§ Task brief:
Given the records below, pull every line with the word "ReadOnly" into the answer.

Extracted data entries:
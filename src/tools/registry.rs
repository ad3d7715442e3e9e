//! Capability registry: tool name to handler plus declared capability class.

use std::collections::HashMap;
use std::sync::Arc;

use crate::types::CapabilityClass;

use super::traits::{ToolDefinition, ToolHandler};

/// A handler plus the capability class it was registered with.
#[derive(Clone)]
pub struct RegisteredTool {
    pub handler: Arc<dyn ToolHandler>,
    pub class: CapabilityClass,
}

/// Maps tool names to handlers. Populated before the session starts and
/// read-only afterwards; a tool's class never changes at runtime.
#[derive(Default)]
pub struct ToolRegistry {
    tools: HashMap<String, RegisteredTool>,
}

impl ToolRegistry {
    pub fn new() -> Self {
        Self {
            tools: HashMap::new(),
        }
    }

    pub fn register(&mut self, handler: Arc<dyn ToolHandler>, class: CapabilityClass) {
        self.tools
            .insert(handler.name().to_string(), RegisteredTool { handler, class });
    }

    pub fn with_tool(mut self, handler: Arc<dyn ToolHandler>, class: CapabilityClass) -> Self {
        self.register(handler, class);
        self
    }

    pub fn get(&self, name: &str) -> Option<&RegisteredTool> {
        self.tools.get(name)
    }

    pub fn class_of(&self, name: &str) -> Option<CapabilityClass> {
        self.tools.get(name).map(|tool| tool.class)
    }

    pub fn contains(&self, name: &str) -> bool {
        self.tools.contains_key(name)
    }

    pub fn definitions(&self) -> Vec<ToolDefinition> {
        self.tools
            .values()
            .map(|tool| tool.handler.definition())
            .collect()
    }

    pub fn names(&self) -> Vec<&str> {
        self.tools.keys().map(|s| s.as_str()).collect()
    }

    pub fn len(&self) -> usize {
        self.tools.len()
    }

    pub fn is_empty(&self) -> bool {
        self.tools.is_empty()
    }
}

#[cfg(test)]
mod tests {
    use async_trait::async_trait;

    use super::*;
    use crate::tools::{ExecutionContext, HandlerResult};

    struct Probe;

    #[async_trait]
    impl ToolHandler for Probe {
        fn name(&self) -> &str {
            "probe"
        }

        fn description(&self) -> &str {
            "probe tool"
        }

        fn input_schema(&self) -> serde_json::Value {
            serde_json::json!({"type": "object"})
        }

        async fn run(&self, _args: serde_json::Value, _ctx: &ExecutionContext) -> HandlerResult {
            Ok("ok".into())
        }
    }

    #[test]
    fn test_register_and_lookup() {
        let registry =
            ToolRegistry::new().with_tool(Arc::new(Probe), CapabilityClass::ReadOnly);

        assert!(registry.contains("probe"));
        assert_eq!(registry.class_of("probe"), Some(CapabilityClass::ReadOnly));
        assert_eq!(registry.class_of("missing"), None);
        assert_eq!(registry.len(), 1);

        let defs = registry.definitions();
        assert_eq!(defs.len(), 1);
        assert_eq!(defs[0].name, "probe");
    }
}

* * *

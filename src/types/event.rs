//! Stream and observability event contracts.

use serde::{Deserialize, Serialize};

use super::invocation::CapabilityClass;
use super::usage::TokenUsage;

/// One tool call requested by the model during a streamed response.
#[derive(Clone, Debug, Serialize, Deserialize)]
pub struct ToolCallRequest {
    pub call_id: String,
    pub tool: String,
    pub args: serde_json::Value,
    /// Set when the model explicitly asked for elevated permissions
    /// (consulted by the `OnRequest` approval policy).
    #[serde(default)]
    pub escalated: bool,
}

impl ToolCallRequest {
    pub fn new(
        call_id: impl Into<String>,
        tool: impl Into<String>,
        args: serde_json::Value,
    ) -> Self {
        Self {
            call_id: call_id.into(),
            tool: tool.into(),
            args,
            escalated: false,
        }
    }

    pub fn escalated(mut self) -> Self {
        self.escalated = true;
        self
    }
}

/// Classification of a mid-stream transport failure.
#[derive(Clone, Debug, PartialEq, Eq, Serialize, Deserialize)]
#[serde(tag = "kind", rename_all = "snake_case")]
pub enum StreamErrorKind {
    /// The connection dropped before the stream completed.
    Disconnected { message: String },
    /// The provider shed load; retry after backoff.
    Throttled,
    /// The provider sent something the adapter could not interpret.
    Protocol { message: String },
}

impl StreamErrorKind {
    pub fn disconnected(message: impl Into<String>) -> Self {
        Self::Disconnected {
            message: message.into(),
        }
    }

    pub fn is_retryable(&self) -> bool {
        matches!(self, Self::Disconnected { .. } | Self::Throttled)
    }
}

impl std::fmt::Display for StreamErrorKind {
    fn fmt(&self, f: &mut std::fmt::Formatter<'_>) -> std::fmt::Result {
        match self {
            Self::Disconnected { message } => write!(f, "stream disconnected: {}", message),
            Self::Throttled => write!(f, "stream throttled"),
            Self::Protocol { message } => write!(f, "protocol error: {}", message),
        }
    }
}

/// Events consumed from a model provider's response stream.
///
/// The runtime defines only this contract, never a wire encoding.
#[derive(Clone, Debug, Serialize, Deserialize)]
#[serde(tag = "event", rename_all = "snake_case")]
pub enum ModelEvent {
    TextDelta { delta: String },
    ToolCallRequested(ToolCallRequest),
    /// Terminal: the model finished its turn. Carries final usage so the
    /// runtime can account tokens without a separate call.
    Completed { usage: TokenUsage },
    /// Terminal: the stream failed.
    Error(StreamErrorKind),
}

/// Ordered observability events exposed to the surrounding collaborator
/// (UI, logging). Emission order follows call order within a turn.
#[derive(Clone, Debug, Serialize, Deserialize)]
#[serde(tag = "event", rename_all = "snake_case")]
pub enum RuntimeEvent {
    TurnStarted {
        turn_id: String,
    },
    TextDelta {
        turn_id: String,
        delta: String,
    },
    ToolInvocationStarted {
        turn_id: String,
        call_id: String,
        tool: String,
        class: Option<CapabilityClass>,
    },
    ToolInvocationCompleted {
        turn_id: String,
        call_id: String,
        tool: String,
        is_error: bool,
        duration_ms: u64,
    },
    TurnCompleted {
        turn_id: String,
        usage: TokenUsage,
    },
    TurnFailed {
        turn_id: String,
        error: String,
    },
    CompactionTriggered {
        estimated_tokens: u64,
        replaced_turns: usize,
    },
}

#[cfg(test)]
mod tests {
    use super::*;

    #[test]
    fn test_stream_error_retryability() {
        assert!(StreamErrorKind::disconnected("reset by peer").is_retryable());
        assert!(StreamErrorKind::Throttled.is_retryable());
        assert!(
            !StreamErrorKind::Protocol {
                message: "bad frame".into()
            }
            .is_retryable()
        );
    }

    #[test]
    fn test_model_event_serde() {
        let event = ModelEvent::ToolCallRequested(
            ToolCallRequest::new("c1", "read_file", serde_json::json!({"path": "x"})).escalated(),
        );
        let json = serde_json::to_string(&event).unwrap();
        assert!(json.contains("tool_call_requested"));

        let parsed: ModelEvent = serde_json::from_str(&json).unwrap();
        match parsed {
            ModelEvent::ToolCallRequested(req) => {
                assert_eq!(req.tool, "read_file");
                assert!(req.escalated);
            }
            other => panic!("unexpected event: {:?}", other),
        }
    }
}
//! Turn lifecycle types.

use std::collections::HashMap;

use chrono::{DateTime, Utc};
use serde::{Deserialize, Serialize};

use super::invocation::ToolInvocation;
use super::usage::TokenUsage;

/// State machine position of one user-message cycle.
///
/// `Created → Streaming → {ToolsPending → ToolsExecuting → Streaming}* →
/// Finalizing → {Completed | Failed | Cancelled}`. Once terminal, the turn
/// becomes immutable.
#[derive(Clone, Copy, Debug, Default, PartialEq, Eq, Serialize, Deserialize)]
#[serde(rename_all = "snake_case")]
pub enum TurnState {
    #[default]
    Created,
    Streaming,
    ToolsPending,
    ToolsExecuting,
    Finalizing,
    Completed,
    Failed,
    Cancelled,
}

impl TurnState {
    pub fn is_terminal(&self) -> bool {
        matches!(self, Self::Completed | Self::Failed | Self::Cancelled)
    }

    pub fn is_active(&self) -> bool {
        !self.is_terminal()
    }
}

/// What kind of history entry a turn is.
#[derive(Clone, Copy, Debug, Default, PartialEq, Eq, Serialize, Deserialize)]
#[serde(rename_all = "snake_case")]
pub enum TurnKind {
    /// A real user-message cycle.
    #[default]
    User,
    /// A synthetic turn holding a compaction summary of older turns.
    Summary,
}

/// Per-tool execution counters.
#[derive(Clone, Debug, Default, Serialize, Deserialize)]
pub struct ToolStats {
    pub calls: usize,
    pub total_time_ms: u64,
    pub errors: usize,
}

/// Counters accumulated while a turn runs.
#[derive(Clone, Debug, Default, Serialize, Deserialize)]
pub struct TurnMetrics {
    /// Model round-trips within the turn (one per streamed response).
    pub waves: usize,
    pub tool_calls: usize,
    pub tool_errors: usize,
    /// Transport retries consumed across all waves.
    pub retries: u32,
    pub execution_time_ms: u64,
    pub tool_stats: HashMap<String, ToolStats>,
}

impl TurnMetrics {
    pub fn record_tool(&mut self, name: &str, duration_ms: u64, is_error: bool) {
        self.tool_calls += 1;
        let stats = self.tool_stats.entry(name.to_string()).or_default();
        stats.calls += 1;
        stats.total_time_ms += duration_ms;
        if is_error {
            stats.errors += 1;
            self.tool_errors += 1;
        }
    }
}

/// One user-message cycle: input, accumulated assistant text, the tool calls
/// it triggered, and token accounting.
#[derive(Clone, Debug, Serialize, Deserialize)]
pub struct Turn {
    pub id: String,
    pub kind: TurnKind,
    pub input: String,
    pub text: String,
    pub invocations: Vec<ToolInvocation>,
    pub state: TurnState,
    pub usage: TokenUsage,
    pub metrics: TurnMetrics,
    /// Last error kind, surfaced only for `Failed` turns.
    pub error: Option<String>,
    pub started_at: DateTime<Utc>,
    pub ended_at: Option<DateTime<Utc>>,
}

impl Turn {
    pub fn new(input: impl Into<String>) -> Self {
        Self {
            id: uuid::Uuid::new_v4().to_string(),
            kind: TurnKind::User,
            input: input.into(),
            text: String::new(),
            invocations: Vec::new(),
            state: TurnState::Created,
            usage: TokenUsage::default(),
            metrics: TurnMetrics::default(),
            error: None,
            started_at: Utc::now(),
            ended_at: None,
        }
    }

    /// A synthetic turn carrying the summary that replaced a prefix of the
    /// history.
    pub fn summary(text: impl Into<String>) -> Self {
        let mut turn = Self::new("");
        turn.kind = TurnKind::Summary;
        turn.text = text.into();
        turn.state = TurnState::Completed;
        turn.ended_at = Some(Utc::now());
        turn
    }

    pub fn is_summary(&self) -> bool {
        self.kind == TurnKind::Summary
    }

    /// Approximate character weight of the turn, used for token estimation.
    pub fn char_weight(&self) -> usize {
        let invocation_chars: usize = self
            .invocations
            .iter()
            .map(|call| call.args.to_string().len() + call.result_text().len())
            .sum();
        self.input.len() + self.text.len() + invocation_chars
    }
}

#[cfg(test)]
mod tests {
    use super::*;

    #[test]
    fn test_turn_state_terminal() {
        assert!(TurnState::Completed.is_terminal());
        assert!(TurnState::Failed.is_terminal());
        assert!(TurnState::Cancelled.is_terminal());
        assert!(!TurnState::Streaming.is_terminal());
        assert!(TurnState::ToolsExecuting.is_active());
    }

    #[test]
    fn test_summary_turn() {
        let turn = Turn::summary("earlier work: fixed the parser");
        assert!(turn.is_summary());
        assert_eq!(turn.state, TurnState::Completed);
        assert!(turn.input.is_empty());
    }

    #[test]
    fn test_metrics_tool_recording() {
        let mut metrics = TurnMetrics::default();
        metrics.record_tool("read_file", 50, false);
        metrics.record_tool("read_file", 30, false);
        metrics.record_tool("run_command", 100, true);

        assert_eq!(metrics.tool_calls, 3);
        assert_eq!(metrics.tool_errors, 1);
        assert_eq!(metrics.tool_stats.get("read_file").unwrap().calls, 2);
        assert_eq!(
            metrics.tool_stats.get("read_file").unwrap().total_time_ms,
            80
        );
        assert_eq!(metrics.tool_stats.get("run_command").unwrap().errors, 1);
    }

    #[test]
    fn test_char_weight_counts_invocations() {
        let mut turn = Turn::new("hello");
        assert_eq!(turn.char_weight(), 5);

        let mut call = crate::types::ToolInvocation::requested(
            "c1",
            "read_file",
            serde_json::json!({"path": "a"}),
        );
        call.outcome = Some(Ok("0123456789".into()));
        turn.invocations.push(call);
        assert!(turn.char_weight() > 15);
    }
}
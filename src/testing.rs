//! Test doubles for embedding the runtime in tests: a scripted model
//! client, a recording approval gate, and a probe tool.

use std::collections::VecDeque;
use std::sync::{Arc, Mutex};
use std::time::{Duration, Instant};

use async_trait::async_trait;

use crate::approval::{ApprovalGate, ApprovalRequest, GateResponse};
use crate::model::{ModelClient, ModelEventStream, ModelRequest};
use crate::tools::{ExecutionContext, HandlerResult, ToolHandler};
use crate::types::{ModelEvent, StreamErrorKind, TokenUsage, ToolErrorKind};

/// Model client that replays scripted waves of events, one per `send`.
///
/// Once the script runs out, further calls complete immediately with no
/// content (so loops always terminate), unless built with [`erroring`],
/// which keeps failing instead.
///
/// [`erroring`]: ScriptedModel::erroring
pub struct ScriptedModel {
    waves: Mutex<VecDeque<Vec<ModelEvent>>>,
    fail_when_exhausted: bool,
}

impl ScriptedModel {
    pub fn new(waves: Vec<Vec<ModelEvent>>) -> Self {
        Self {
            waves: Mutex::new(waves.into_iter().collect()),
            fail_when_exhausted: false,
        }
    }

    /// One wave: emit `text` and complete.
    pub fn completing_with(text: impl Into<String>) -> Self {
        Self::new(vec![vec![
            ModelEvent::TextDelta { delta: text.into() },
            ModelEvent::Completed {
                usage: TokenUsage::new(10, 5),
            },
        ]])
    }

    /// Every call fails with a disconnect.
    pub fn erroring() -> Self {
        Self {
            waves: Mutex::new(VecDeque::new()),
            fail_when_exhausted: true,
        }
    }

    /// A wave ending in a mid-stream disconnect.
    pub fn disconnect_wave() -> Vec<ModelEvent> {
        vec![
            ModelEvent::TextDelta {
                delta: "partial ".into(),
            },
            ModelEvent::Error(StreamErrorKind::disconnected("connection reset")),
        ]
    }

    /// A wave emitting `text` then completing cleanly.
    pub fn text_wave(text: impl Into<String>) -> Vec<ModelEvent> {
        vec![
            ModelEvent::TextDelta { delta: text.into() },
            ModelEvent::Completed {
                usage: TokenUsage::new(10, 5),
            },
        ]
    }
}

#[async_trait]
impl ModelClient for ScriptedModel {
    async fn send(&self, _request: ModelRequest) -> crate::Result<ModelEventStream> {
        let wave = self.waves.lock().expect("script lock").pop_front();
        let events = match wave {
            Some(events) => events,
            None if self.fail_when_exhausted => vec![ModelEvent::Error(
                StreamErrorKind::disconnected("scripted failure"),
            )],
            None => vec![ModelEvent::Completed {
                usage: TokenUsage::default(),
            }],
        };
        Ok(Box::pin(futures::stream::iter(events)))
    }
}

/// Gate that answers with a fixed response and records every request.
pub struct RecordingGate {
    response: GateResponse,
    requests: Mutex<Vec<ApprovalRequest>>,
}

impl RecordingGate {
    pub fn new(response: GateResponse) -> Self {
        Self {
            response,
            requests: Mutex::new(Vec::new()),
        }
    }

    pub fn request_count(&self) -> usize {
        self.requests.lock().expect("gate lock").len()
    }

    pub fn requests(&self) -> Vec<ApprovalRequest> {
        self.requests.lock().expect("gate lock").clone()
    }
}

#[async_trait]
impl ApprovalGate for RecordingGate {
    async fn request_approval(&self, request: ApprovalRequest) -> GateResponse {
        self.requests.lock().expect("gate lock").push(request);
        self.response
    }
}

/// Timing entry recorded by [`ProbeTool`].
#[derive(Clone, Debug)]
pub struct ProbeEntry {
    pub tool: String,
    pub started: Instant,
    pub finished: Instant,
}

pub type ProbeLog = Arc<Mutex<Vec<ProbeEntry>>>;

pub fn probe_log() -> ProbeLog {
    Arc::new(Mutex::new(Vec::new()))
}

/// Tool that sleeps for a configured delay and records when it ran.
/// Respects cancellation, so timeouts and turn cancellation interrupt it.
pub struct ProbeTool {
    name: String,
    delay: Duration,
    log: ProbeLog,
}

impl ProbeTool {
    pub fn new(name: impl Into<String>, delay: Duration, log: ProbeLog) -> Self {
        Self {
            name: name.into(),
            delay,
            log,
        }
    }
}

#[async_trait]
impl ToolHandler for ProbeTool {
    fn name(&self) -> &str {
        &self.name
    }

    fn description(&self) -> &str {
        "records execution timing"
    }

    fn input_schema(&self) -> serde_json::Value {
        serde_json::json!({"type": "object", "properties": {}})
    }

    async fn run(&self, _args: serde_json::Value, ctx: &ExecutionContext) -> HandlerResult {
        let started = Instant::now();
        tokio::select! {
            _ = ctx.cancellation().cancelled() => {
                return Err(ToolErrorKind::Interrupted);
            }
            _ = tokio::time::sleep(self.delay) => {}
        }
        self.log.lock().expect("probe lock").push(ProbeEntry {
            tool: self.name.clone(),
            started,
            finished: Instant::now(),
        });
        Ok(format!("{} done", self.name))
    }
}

* * *

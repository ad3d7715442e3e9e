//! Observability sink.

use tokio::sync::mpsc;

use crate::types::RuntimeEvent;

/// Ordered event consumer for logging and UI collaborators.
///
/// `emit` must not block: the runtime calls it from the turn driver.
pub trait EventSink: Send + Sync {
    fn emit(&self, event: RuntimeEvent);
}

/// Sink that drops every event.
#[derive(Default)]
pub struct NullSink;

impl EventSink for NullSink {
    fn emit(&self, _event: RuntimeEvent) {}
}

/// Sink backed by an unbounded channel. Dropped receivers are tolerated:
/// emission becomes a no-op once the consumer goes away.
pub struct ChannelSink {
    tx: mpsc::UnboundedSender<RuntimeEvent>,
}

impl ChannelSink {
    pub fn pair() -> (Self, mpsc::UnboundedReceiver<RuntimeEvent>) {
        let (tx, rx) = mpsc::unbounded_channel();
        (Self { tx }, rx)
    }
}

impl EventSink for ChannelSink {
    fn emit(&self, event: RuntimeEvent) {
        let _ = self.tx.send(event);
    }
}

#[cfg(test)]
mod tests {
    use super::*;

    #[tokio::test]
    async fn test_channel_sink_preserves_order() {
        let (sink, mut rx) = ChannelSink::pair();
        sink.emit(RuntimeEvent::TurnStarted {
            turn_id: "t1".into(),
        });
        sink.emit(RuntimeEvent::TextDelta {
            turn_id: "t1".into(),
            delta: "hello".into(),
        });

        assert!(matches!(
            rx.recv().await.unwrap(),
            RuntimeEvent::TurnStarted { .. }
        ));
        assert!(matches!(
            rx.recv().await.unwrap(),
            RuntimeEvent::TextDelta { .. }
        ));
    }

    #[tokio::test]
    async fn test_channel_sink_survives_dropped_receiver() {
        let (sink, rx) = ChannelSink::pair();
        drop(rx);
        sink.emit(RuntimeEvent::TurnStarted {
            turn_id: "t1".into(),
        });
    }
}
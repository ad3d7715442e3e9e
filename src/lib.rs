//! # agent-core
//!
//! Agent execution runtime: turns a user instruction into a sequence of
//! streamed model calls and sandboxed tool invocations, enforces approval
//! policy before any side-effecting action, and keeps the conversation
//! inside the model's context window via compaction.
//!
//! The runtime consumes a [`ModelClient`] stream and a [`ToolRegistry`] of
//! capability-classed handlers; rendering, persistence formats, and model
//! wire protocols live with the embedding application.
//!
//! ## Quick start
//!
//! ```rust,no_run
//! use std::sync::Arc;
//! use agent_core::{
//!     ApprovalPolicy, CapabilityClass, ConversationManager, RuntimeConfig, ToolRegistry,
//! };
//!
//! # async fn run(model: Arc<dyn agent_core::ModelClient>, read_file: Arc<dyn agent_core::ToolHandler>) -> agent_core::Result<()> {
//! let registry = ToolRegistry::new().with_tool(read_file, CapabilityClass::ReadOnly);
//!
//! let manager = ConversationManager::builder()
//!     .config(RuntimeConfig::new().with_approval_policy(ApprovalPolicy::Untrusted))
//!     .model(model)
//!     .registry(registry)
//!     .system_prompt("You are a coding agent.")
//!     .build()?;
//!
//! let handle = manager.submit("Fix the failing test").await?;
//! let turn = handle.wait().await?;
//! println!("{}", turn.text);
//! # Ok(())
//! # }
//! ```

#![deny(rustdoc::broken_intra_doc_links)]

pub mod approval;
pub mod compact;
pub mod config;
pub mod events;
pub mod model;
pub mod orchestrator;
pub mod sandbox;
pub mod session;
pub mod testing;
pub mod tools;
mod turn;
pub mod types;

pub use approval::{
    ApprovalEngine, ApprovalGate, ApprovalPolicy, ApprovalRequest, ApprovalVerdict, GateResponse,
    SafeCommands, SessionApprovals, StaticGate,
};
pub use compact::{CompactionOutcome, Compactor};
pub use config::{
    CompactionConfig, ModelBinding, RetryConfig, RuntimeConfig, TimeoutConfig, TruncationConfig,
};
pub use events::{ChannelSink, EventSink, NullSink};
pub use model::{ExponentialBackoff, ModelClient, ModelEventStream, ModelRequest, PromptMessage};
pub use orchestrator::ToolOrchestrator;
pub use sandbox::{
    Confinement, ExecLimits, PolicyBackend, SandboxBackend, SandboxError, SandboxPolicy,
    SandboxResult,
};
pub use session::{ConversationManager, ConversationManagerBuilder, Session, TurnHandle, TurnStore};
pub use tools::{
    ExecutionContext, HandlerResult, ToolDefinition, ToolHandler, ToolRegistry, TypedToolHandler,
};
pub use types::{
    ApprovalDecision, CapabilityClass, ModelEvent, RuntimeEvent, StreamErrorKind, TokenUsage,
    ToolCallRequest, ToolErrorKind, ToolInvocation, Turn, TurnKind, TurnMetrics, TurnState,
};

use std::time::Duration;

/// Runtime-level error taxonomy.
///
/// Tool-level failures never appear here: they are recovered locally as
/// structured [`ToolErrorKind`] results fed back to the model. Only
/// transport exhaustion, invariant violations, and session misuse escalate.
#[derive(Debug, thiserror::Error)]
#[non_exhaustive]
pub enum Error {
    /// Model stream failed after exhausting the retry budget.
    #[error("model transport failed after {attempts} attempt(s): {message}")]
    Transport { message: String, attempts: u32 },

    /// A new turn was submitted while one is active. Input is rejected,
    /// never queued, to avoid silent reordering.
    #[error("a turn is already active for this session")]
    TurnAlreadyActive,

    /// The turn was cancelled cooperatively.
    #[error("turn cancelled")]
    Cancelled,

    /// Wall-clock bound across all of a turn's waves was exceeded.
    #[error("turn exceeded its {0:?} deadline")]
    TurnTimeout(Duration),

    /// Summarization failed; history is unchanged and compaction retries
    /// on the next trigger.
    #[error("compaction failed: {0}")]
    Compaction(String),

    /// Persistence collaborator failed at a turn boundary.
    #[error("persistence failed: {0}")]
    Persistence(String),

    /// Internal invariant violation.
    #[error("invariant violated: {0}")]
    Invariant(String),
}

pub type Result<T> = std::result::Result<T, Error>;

§ Finished task:
            ToolRegistry::new().with_tool(Arc::new(Probe), CapabilityClass::ReadOnly);
        assert_eq!(registry.class_of("probe"), Some(CapabilityClass::ReadOnly));
//! let registry = ToolRegistry::new().with_tool(read_file, CapabilityClass::ReadOnly);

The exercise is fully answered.